100.0% of residents lived in urban areas, while 0.0% lived in rural areas.

There were 2,029 households in New Whiteland, of which 38.8% had children under the age of 18 living in them. Of all households, 53.0% were married-couple households, 15.6% were households with a male householder and no spouse or partner present, and 23.4% were households with a female householder and no spouse or partner present. About 20.8% of all households were made up of individuals and 9.6% had someone living alone who was 65 years of age or older.

There were 2,068 housing units, of which 1.9% were vacant. The homeowner vacancy rate was 0.8% and the rental vacancy rate was 1.3%.

Racial composition as of the 2020 census
| Race | Number | Percent |
|---|---|---|
| White | 4,969 | 89.5% |
| Black or African American | 65 | 1.2% |
| American Indian and Alaska Native | 12 | 0.2% |
| Asian | 91 | 1.6% |
| Native Hawaiian and Other Pacific Islander | 2 | 0.0% |
| Some other race | 82 | 1.5% |
| Two or more races | 329 | 5.9% |
| Hispanic or Latino (of any race) | 191 | 3.4% |

===2010 census===
As of the census of 2010, there were 5,472 people, 1,905 households, and 1,489 families living in the town. The population density was 3747.9 PD/sqmi. There were 2,015 housing units at an average density of 1380.1 /sqmi. The racial makeup of the town was 96.6% White, 0.4% African American, 0.1% Native American, 1.0% Asian, 0.5% from other races, and 1.4% from two or more races. Hispanic or Latino of any race were 2.0% of the population.

There were 1,905 households, of which 43.8% had children under the age of 18 living with them, 60.0% were married couples living together, 12.1% had a female householder with no husband present, 6.0% had a male householder with no wife present, and 21.8% were non-families. 17.8% of all households were made up of individuals, and 7.6% had someone living alone who was 65 years of age or older.

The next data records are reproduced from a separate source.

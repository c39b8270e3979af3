//! Per-fragment normalization rules.
//!
//! Each rule is a pure function that takes the working style by value and
//! returns the rewritten style. The adapter threads the style through them
//! in a fixed order, since later rules read fields earlier rules wrote:
//!
//! 1. [`apply_layout_defaults`]: `display`, `flexDirection`
//! 2. [`format_line_height`]
//! 3. [`apply_position_defaults`]: `position`, `boxSizing`
//! 4. [`apply_edge_borders`]
//! 5. [`apply_box_shorthands`]: generic border style and axis shorthands
//! 6. [`fix_hairline`]
//! 7. color-array fallback and hex expansion (see [`crate::color`])
//! 8. [`bind_animations`]
//! 9. transform resolution (see [`crate::transform`])
//!
//! Every rule is idempotent on the map, so running the sequence twice over
//! the same fragment yields the same result.

mod animated;
mod box_model;
mod layout;

pub use animated::bind_animations;
pub use box_model::{apply_box_shorthands, apply_edge_borders, AXIS_SHORTHANDS, EDGE_BORDERS};
pub use layout::{
    apply_layout_defaults, apply_position_defaults, fix_hairline, format_line_height,
};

The average household size was 2.87 and the average family size was 3.22.

The median age in the town was 33.7 years. 29.8% of residents were under the age of 18; 7.6% were between the ages of 18 and 24; 29.6% were from 25 to 44; 22.6% were from 45 to 64; and 10.4% were 65 years of age or older. The gender makeup of the town was 48.6% male and 51.4% female.

===2000 census===
As of the census of 2000, there were 4,579 people, 1,556 households, and 1,311 families living in the town. The population density was 4,560 PD/sqmi. There were 1,594 housing units at an average density of 1,296.9 /sqmi. The racial makeup of the town was 98.82% White, 0.28% Native American, 0.31% Asian, 0.07% Pacific Islander, 0.13% from other races, and 0.39% from two or more races. Hispanic or Latino of any race were 0.85% of the population.

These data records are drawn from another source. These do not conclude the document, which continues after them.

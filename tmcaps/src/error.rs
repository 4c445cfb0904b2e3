use std::path::PathBuf;
use thiserror::Error;

#[derive(Error, Debug)]
pub enum TmCapsError {
    #[error("Grammar directory not found: {}", .0.display())]
    GrammarDirNotFound(PathBuf),

    #[error("No .json grammar files found in {}", .0.display())]
    NoGrammarFiles(PathBuf),

    #[error("Glob error: {0}")]
    Glob(String),

    #[error("IO error: {0}")]
    Io(#[from] std::io::Error),

    #[error("JSON error: {0}")]
    Json(#[from] serde_json::Error),

    #[error("YAML error: {0}")]
    Yaml(#[from] serde_yaml::Error),
}

pub type Result<T> = std::result::Result<T, TmCapsError>;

There were 1,556 households, out of which 44.6% had children under the age of 18 living with them, 70.4% were married couples living together, 10.8% had a female householder with no husband present, and 15.7% were non-families. 12.3% of all households were made up of individuals, and 5.2% had someone living alone who was 65 years of age or older. The average household size was 2.94 and the average family size was 3.18.

In the town, the population was spread out, with 30.6% under the age of 18, 7.4% from 18 to 24, 33.4% from 25 to 44, 19.6% from 45 to 64, and 9.0% who were 65 years of age or older. The median age was 33 years. For every 100 females, there were 93.8 males. For every 100 females age 18 and over, there were 93.9 males.

The median income for a household in the town was $52,907, and the median income for a family was $53,645. Males had a median income of $39,382 versus $26,042 for females. The per capita income for the town was $18,221. About 2.7% of families and 3.0% of the population were below the poverty line, including 4.4% of those under age 18 and 6.6% of those age 65 or over.
==Education==
New Whiteland is served by the Clark-Pleasant Community School Corporation, including Break-O-Day Elementary School in New Whiteland, Clark-Pleasant Middle School in Greenwood, and Whiteland Community High School in Whiteland.

New Whiteland has a public library, a branch of the Johnson County Public Library.